Semua aliran sumber-sumber finansial di dalam negara berbelok ke arah perusahaan-perusahaan yang memiliki prospek laba yang sama atau lebih tinggi dari suku bunga yang sedang berjalan, sekaliun perusahaan tersebut tidak atau sedikit saja memiliki nilai sosial.·
Riba (bunga) yang dipungut pada utang internasional akan menjadi lebih buruk lagi karena memperparah DSR (debt-service ratio) negara-negara debitur. Riba (bunga) itu tidak hanya menghalangi pembangunan ekonomi negara-negara miskin, melainkan juga menimbulkan transfer sumber daya dari negara miskin ke negara kaya.

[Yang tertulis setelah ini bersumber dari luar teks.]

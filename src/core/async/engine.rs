//! Ledger processing for async batch processing
//!
//! This module provides the `AsyncLedgerEngine`, which applies ledger records
//! to a `SharedLedger` and keeps pending expense drafts per group.
//!
//! # Architecture
//!
//! ```text
//! AsyncLedgerEngine
//!     ├── Arc<SharedLedger>           (thread-safe group state)
//!     └── DashMap<GroupId, DraftBook> (pending drafts, one book per group)
//! ```
//!
//! Records of one group must be applied sequentially; records of different
//! groups may be applied concurrently.

use super::SharedLedger;
use crate::core::drafts::DraftBook;
use crate::core::report::build_report;
use crate::core::traits::LedgerStore;
use crate::types::{GroupId, GroupReport, LedgerRecord, Member, SplitError};
use dashmap::DashMap;
use std::sync::Arc;
use tracing::debug;

/// Thread-safe ledger engine
#[derive(Debug)]
pub struct AsyncLedgerEngine {
    ledger: Arc<SharedLedger>,
    drafts: DashMap<GroupId, DraftBook>,
}

impl AsyncLedgerEngine {
    /// Create an engine over a shared ledger
    pub fn new(ledger: Arc<SharedLedger>) -> Self {
        Self {
            ledger,
            drafts: DashMap::new(),
        }
    }

    /// Process a single ledger record
    ///
    /// Group and member records are applied to the ledger immediately. Expense,
    /// payment and split records are staged in their group's draft book along
    /// with the group's current member count.
    ///
    /// # Errors
    ///
    /// Returns `DuplicateGroup` or `GroupNotFound` for failed group and member
    /// records.
    pub fn process_record(&self, record: LedgerRecord) -> Result<(), SplitError> {
        match record {
            LedgerRecord::Group { group, name } => {
                self.ledger.create_group(group, &name)?;
                debug!(group, "created group");
            }
            LedgerRecord::Member {
                group,
                member,
                name,
            } => {
                let added = self.ledger.add_member(group, Member::from_record(member, name))?;
                debug!(group, added, "applied member");
            }
            draft_line => {
                let group = draft_line.group();
                let roster = self.ledger.member_count(group);
                self.drafts.entry(group).or_default().stage(draft_line, roster);
            }
        }
        Ok(())
    }

    /// Groups with drafts waiting to be committed, ascending
    pub fn pending_groups(&self) -> Vec<GroupId> {
        let mut groups: Vec<GroupId> = self.drafts.iter().map(|entry| *entry.key()).collect();
        groups.sort_unstable();
        groups
    }

    /// Commit the pending drafts of one group in first-seen order
    ///
    /// Returns one `ExpenseRejected` error per draft that failed.
    pub fn commit_group(&self, group: GroupId) -> Vec<SplitError> {
        let Some((_, mut book)) = self.drafts.remove(&group) else {
            return Vec::new();
        };

        let mut rejected = Vec::new();
        for draft in book.drain() {
            let expense = draft.id;
            match self.ledger.add_expense(draft) {
                Ok(()) => debug!(group, expense, "committed expense"),
                Err(error) => rejected.push(SplitError::expense_rejected(group, expense, error)),
            }
        }
        rejected
    }

    /// Build the report of one group
    pub fn report(&self, group: GroupId) -> Result<GroupReport, SplitError> {
        build_report(&self.ledger.snapshot(group)?)
    }

    /// Get a reference to the shared ledger
    pub fn ledger(&self) -> &Arc<SharedLedger> {
        &self.ledger
    }
}

#[cfg(test)]
mod tests {
    use super::*;

    fn engine() -> AsyncLedgerEngine {
        AsyncLedgerEngine::new(Arc::new(SharedLedger::new()))
    }

    fn setup(engine: &AsyncLedgerEngine, group: GroupId, members: &[&str]) {
        engine
            .process_record(LedgerRecord::Group {
                group,
                name: format!("Group {}", group),
            })
            .unwrap();
        for member in members {
            engine
                .process_record(LedgerRecord::Member {
                    group,
                    member: member.to_string(),
                    name: None,
                })
                .unwrap();
        }
    }

    fn setup_member(engine: &AsyncLedgerEngine, group: GroupId, member: &str) {
        engine
            .process_record(LedgerRecord::Member {
                group,
                member: member.to_string(),
                name: None,
            })
            .unwrap();
    }

    fn line(group: GroupId, expense: u32, split: bool, member: &str, amount: &str) -> LedgerRecord {
        if split {
            LedgerRecord::Split {
                group,
                expense,
                member: Some(member.to_string()),
                share: Some(amount.to_string()),
            }
        } else {
            LedgerRecord::Payment {
                group,
                expense,
                payer: Some(member.to_string()),
                amount: Some(amount.to_string()),
            }
        }
    }

    #[test]
    fn test_commit_and_report() {
        let engine = engine();
        setup(&engine, 1, &["alice", "bob"]);
        engine.process_record(line(1, 1, false, "alice", "50.00")).unwrap();
        engine.process_record(line(1, 1, true, "alice", "25.00")).unwrap();
        engine.process_record(line(1, 1, true, "bob", "25.00")).unwrap();

        assert_eq!(engine.pending_groups(), vec![1]);
        assert!(engine.commit_group(1).is_empty());
        assert!(engine.pending_groups().is_empty());

        let report = engine.report(1).unwrap();
        assert_eq!(report.settlements.len(), 1);
        assert_eq!(report.settlements[0].from, "bob");
        assert_eq!(report.settlements[0].amount.to_string(), "25.00");
    }

    #[test]
    fn test_rejections_are_per_expense() {
        let engine = engine();
        setup(&engine, 2, &["alice"]);
        engine.process_record(line(2, 1, false, "alice", "1.005")).unwrap();
        engine.process_record(line(2, 2, false, "alice", "1.00")).unwrap();

        let rejected = engine.commit_group(2);

        assert_eq!(rejected.len(), 1);
        assert!(matches!(
            rejected[0],
            SplitError::ExpenseRejected { group: 2, expense: 1, .. }
        ));
        assert_eq!(engine.ledger().snapshot(2).unwrap().expenses.len(), 1);
    }

    #[test]
    fn test_late_member_rejects_earlier_lines() {
        let engine = engine();
        setup(&engine, 1, &["alice"]);
        engine.process_record(line(1, 1, false, "alice", "9.00")).unwrap();
        engine.process_record(line(1, 1, true, "zed", "9.00")).unwrap();
        setup_member(&engine, 1, "zed");

        assert_eq!(
            engine.commit_group(1),
            vec![SplitError::expense_rejected(
                1,
                1,
                SplitError::invalid_member("zed", 1)
            )]
        );
        assert!(engine.ledger().snapshot(1).unwrap().expenses.is_empty());
    }

    #[test]
    fn test_commit_without_drafts_is_empty() {
        let engine = engine();
        assert!(engine.commit_group(7).is_empty());
    }

    #[test]
    fn test_duplicate_group_record_fails() {
        let engine = engine();
        setup(&engine, 1, &[]);

        let result = engine.process_record(LedgerRecord::Group {
            group: 1,
            name: "again".to_string(),
        });

        assert_eq!(result.unwrap_err(), SplitError::DuplicateGroup { group: 1 });
    }
}
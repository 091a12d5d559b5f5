use crate::strategy::{BatchConfig, OutputConfig};
use crate::types::GroupId;
use clap::{Parser, ValueEnum};
use std::path::PathBuf;

/// Compute group balances and settlement plans from a ledger file
#[derive(Parser, Debug)]
#[command(name = "expense-splitter")]
#[command(about = "Compute group balances and the transfers that settle them", long_about = None)]
pub struct CliArgs {
    /// Input CSV file path containing ledger records
    #[arg(value_name = "INPUT", help = "Path to the input CSV file")]
    pub input_file: PathBuf,

    /// Processing strategy to use for the ledger
    #[arg(
        long = "strategy",
        value_name = "STRATEGY",
        default_value = "async",
        help = "Processing strategy: 'sync' for synchronous or 'async' for asynchronous"
    )]
    pub strategy: StrategyType,

    /// Number of records per batch (async mode only)
    #[arg(
        long = "batch-size",
        value_name = "SIZE",
        help = "Number of records per batch (default: 1000)"
    )]
    pub batch_size: Option<usize>,

    /// Number of worker threads (async mode only)
    #[arg(
        long = "max-concurrent",
        value_name = "COUNT",
        help = "Number of runtime worker threads (default: CPU cores)"
    )]
    pub max_concurrent_batches: Option<usize>,

    /// Output format for the reports
    #[arg(
        long = "format",
        value_name = "FORMAT",
        default_value = "csv",
        help = "Report format: 'csv' for balance and settlement rows or 'json' for full reports"
    )]
    pub format: ReportFormat,

    /// Report on a single group only
    #[arg(long = "group", value_name = "ID", help = "Only report the given group id")]
    pub group: Option<GroupId>,
}

/// Available processing strategies
#[derive(Clone, Debug, ValueEnum)]
pub enum StrategyType {
    Sync,
    Async,
}

/// Available report formats
#[derive(Clone, Copy, Debug, Default, PartialEq, Eq, ValueEnum)]
pub enum ReportFormat {
    #[default]
    Csv,
    Json,
}

impl CliArgs {
    /// Create a BatchConfig from CLI arguments
    ///
    /// Uses the provided values or falls back to defaults. Zero values are
    /// replaced by defaults with a warning.
    pub fn to_batch_config(&self) -> BatchConfig {
        if self.batch_size.is_some() || self.max_concurrent_batches.is_some() {
            let default = BatchConfig::default();
            BatchConfig::new(
                self.batch_size.unwrap_or(default.batch_size()),
                self.max_concurrent_batches
                    .unwrap_or(default.max_concurrent_batches()),
            )
        } else {
            BatchConfig::default()
        }
    }

    /// Create the output settings from CLI arguments
    pub fn to_output_config(&self) -> OutputConfig {
        OutputConfig {
            format: self.format,
            group: self.group,
        }
    }
}
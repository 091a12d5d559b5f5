//! Expense Splitter Library
//! # Overview
//!
//! This library computes, for groups of people sharing expenses, how much each
//! member is owed or owes, and a short list of transfers that settles every
//! balance. Ledgers are read from CSV with either a sync or an async strategy.
//!
//! # Architecture
//!
//! The system is organized into several key components:
//!
//! - [`types`] - Core data types (Group, Expense, BalanceSheet, reports, etc.)
//! - [`cli`] - CLI arguments parsing
//! - [`core`] - Business logic components:
//!   - [`core::balance_calculator`] - Net balance per member
//!   - [`core::settlement_planner`] - Greedy debtor to creditor transfers
//!   - [`core::validation`] - Expense draft validation
//!   - [`core::ledger`] - Group, member and expense storage
//!   - [`core::engine`] - Record processing orchestration
//!   - [`core::report`] - Report assembly
//! - [`io`] - CSV input and CSV/JSON output
//! - [`strategy`] - Complete processing pipelines
//!
//! # Record Types
//!
//! The ledger input supports five record kinds:
//!
//! - **group**: Create a group
//! - **member**: Add a member to a group
//! - **expense**: Describe an expense
//! - **payment**: Record that a member paid toward an expense
//! - **split**: Record a member's share of an expense
//!
//! # Balances
//!
//! Each member's balance is `paid - owed`. Positive balances are owed money,
//! negative balances owe money, and balances within 0.01 of zero are settled.

pub mod cli;
pub mod core;
pub mod io;
pub mod strategy;
pub mod types;

pub use core::{
    build_report, compute_balances, plan_settlements, validate_expense, Ledger, LedgerEngine,
    LedgerStore, SharedLedger,
};
pub use io::{write_reports_csv, write_reports_json};
pub use types::{
    BalanceSheet, Expense, ExpenseDraft, Group, GroupId, GroupReport, GroupSnapshot,
    LedgerRecord, Member, MemberId, NetBalance, Settlement, SplitError,
};
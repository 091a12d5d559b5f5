//! Asynchronous implementations of core components
//!
//! This module provides thread-safe, concurrent implementations of the ledger
//! components using DashMap for locking.
//!
//! # Architecture
//!
//! The async implementations expose the same operations as the synchronous
//! versions but with concurrent data structures:
//!
//! - **SharedLedger**: Thread-safe group storage using DashMap
//! - **AsyncLedgerEngine**: Applies records and keeps per-group drafts
//! - **BatchProcessor**: Partitions batches by group and spawns one task per group
//!
//! # Thread Safety
//!
//! - Operations on different groups proceed in parallel
//! - Operations on the same group are serialized
//! - No global locks - fine-grained locking per group

pub mod batch_processor;
pub mod engine;
pub mod ledger;

pub use batch_processor::{BatchProcessor, ProcessingResult};
pub use engine::AsyncLedgerEngine;
pub use ledger::SharedLedger;
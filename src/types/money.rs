//! Two-decimal money handling
//!
//! All monetary values are `rust_decimal::Decimal` rescaled to exactly two
//! fractional digits. Inputs with more precision are rejected rather than
//! rounded, and values up to 99,999,999.99 are accepted.

use super::SplitError;
use rust_decimal::Decimal;
use std::str::FromStr;

/// Number of fractional digits carried by every amount
pub const MONEY_SCALE: u32 = 2;

/// One cent (0.01), the settlement tolerance
///
/// Balances whose magnitude does not exceed this value are considered settled.
pub const CENT: Decimal = Decimal::from_parts(1, 0, 0, false, MONEY_SCALE);

/// Largest accepted amount (99,999,999.99)
pub const MAX_AMOUNT: Decimal = Decimal::from_parts(1_410_065_407, 2, 0, false, MONEY_SCALE);

/// Parse a raw amount or share into a two-decimal value
///
/// # Arguments
///
/// * `field` - Field name used in error messages ("amount" or "share")
/// * `raw` - The raw input, `None` when the field was absent
///
/// # Errors
///
/// Returns `InvalidAmount` when the value is missing or blank, not a number,
/// negative, carries more than two fractional digits, or exceeds [`MAX_AMOUNT`].
pub fn parse_amount(field: &str, raw: Option<&str>) -> Result<Decimal, SplitError> {
    let trimmed = match raw.map(str::trim) {
        Some(value) if !value.is_empty() => value,
        _ => return Err(SplitError::invalid_amount(field, None, "is required")),
    };

    let value = Decimal::from_str(trimmed)
        .map_err(|_| SplitError::invalid_amount(field, Some(trimmed), "is not a number"))?;

    if value.is_sign_negative() && !value.is_zero() {
        return Err(SplitError::invalid_amount(
            field,
            Some(trimmed),
            "must not be negative",
        ));
    }

    if value.normalize().scale() > MONEY_SCALE {
        return Err(SplitError::invalid_amount(
            field,
            Some(trimmed),
            "has more than two decimal places",
        ));
    }

    if value > MAX_AMOUNT {
        return Err(SplitError::invalid_amount(
            field,
            Some(trimmed),
            "exceeds the maximum of 99999999.99",
        ));
    }

    Ok(normalize(value))
}

/// Rescale a value to exactly two fractional digits
///
/// Zero is always returned unsigned so it never renders as `-0.00`.
pub fn normalize(value: Decimal) -> Decimal {
    if value.is_zero() {
        return Decimal::new(0, MONEY_SCALE);
    }
    let mut value = value.round_dp(MONEY_SCALE);
    value.rescale(MONEY_SCALE);
    value
}

/// Whether a balance is within one cent of zero
pub fn is_settled(balance: Decimal) -> bool {
    balance.abs() <= CENT
}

Lebih dari itu, ia juga memengaruhi hubungan antara negara miskin dan kaya sehingga membahayakan keamanan dan perdamaian internasional.
Riba memiliki beberapa pengertian, menurut para ahli fiqih salah satunya Al-Mali pengertian riba adalah akad yang terjadi atas pertukaran barang atau komoditas tertentu yang tidak diketahui perimbangan menurut saya’, ketika berakad atau mengakhiri penukaran kedua belah pihak atau salah satu dari keduanya.
Riba juga dapat memicu over produksi karena riba membuat daya beli sebagian besar masyarakat lemah sehingga persediaan barang dan jasa semakin tertimbun. Akibatnya perusahaan macet dan berujung pada pengangguran.
Dalam pandangan Islam menurut Al-Qu’an dan Ekonomi Islam bahwa hukum antara riba dan bunga bank adalah haram. Karena hukum asal riba adalah haram baik itu dalam Al-Qur’an, Hadis, dan Ijtihad. Seluruh ummat Islam wajib untuk meninggalkannya, serta menjauhinya yakni dengan cara bertaqwa kepada Allah. Dan riba juga merupakan salah satu perbuatan yang tidak menyenangkan dalam hukum syariah yang dipengaruhi oleh pengambilan keuntungan yang dapat merugikan salah satu pihak.